Uini Atonio is a doubt for France’s opening Six Nations match against Ireland after withdrawing from La Rochelle’s squad minutes before their 32-27 Top 14 defeat at Clermont.

The tighthead had been due to start at Stade Marcel Michelin, but suffered a suspected intercostal tear during warm-up, according to broadcaster Canal Plus, and joined 16 other players filling up the Rochelais’ infirmary, including Will Skelton and Nolann Le Garrec.

Worse was to follow for France coach Fabien Galthie, when Paul Boudehent was replaced by Oscar Jegou at half-time after suffering a back injury.

Despite the pre-match disruption, Ronan O’Gara’s side started the brighter. With the manager watching the first half from the coaches’ booth — perhaps wisely, given the game was refereed by Jeremy Rozier, who was in charge when he was sent to the stands at Pau in November — Levani Botia blasted over from close range in the 12th minute after Gregory Alldritt had taken the visitors close to the tryline with a quick tap penalty.

Hero turned villain, however, 20 minutes later. La Rochelle were doubly punished when Botia collapsed a Clermont-special motoring maul a metre from his own line. A penalty try and yellow card were equally inevitable.

Worse for the visitors followed, as first Harry Plummer and then Joris Jurand scored in the next five minutes to take Clermont out to a 25-10 halftime lead.

Clermont had already been held-up over the line early in the second period, shortly after the visitors’ Judicael Cancoriet was sin-binned, when another lineout maul crashed over to extend their lead.

But Antoine Hastoy and then Alldritt both scored to drag O’Gara’s side — the manager now on the touchline — back to within eight points with just over 15 minutes left on the clock.

Clermont, however, were able to halt the fightback in its tracks, despite having two players sent to the sidelines in the closing minutes.

Earlier on Sunday, freshly called-up winger Gael Drean pressed his case for a first international cap with a sumptuous arcing solo try as Toulon beat Montpellier 30-27 in a thoroughly entertaining match that had been postponed 23 hours due to a storm warning in the Var.

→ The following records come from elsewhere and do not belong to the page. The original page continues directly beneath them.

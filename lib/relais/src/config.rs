//! Transport configuration types.

use std::time::Duration;

/// Configuration for the HTTP transport.
#[derive(Debug, Clone)]
pub struct ClientConfig {
    /// Request timeout duration.
    pub timeout: Duration,
    /// Connection establishment timeout.
    pub connect_timeout: Duration,
    /// Maximum idle connections per host.
    pub pool_idle_per_host: usize,
    /// Idle connection timeout.
    pub pool_idle_timeout: Duration,
}

impl Default for ClientConfig {
    fn default() -> Self {
        Self {
            timeout: Duration::from_secs(30),
            connect_timeout: Duration::from_secs(10),
            pool_idle_per_host: 32,
            pool_idle_timeout: Duration::from_secs(90),
        }
    }
}

impl ClientConfig {
    /// Create a new configuration builder.
    #[must_use]
    pub fn builder() -> ClientConfigBuilder {
        ClientConfigBuilder::default()
    }
}

/// Builder for [`ClientConfig`].
#[derive(Debug, Clone, Default)]
pub struct ClientConfigBuilder {
    timeout: Option<Duration>,
    connect_timeout: Option<Duration>,
    pool_idle_per_host: Option<usize>,
    pool_idle_timeout: Option<Duration>,
}

impl ClientConfigBuilder {
    /// Set the request timeout.
    #[must_use]
    pub const fn timeout(mut self, timeout: Duration) -> Self {
        self.timeout = Some(timeout);
        self
    }

    /// Set the connection establishment timeout.
    #[must_use]
    pub const fn connect_timeout(mut self, timeout: Duration) -> Self {
        self.connect_timeout = Some(timeout);
        self
    }

    /// Set the maximum idle connections per host.
    #[must_use]
    pub const fn pool_idle_per_host(mut self, count: usize) -> Self {
        self.pool_idle_per_host = Some(count);
        self
    }

    /// Set the idle connection timeout.
    #[must_use]
    pub const fn pool_idle_timeout(mut self, timeout: Duration) -> Self {
        self.pool_idle_timeout = Some(timeout);
        self
    }

    /// Build the configuration.
    #[must_use]
    pub fn build(self) -> ClientConfig {
        let defaults = ClientConfig::default();
        ClientConfig {
            timeout: self.timeout.unwrap_or(defaults.timeout),
            connect_timeout: self.connect_timeout.unwrap_or(defaults.connect_timeout),
            pool_idle_per_host: self
                .pool_idle_per_host
                .unwrap_or(defaults.pool_idle_per_host),
            pool_idle_timeout: self.pool_idle_timeout.unwrap_or(defaults.pool_idle_timeout),
        }
    }
}

#[cfg(test)]
mod tests {
    use super::*;

    #[test]
    fn default_config() {
        let config = ClientConfig::default();
        assert_eq!(config.timeout, Duration::from_secs(30));
        assert_eq!(config.connect_timeout, Duration::from_secs(10));
        assert_eq!(config.pool_idle_per_host, 32);
    }

    #[test]
    fn builder_overrides() {
        let config = ClientConfig::builder()
            .timeout(Duration::from_secs(60))
            .connect_timeout(Duration::from_secs(5))
            .pool_idle_per_host(16)
            .build();

        assert_eq!(config.timeout, Duration::from_secs(60));
        assert_eq!(config.connect_timeout, Duration::from_secs(5));
        assert_eq!(config.pool_idle_per_host, 16);
        assert_eq!(config.pool_idle_timeout, Duration::from_secs(90));
    }
}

On Saturday, Matthieu Jalibert scored a highlight-reel try of his own but could not carry a rotated and misfiring Bordeaux, as Stade Francais overtook them in the table with a well-deserved 28-33 victory in a nine-try thriller at Stade Chaban Delmas.

An equal spread of eight tries at La Defense Arena, as Racing 92 came from 13-24 down after 50 minutes to win 35-34 on the whistle, courtesy of a late Antoine Gibert penalty. Australian hooker Taniela Tupou scored twice for the home side, taking his tally to four in three since his debut on December 27.

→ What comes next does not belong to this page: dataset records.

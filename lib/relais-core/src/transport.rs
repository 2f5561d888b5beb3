//! The transport seam.

use std::future::Future;

use crate::{Request, Response, Result};

/// A transport performs the actual network exchange terminating a pipeline.
///
/// Implementations translate the generic [`Request`] into their underlying
/// HTTP primitives and the raw reply back into a [`Response`]. This is also
/// the decoration point for the caching transport, which wraps another
/// transport and may answer from its store instead of the network body.
///
/// A transport holds no per-call state; cloning must be cheap (share the
/// connection pool) so a composed pipeline can be invoked concurrently.
pub trait Transport: Clone + Send + Sync + 'static {
    /// Execute the request and return the reply.
    ///
    /// # Errors
    ///
    /// Returns an error on network failure, TLS failure, or timeout. A
    /// non-2xx status is not an error; it comes back as a [`Response`].
    fn send(&self, request: Request) -> impl Future<Output = Result<Response>> + Send;
}
//! Core types and traits for the relais HTTP request pipeline.
//!
//! This crate provides the transport-free foundation used by relais:
//! - [`Method`] - HTTP method enum
//! - [`HeaderMap`] - case-insensitive header map
//! - [`Request`] and [`RequestBuilder`] - HTTP request types
//! - [`Body`] - request payload, before or after serialization
//! - [`Response`] - HTTP response type with metadata side channels
//! - [`ApiInfo`] - structured metadata extracted from response headers
//! - [`Envelope`] - per-call request/response pair traversing the pipeline
//! - [`Error`] and [`Result`] - Error handling
//! - [`Transport`] - the network seam terminating a pipeline

mod api_info;
mod body;
mod envelope;
mod error;
mod headers;
mod method;
mod request;
mod response;
mod transport;

pub use api_info::ApiInfo;
pub use body::{Body, from_json, to_json};
pub use envelope::Envelope;
pub use error::{Error, Result};
pub use headers::HeaderMap;
pub use method::Method;
pub use request::{Request, RequestBuilder};
pub use response::Response;
pub use transport::Transport;

// Re-export http crate types for status codes and header names
pub use http::{StatusCode, header};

Tries elsewhere were fewer and further between on Saturday afternoon, as dismal late January weather made handling a lottery.

But Perpignan scored four in a Catalan downpour — veteran Peceli Yato getting two of them — as they stole a march on opponents and increasingly distant relegation-zone rivals Montauban, with a bonus-point 31-8 win.

After their historic first-ever Champions Cup victory over Munster in Limerick, Castres made it back-to-back wins on the road with a breathlessly low-scoring and hard-fought 10-13 victory at Bayonne to end the Basque side’s unbeaten 21-match unbeaten home run in the Top 14, and pile the pressure on coach Gregory Patat.

Toulouse made a mockery of the top-two battle against Pau at Stade Ernest Wallon, scoring nine tries to the visitors’ three to bag a 59-22 bonus-point victory and open up a lead at the top of the table.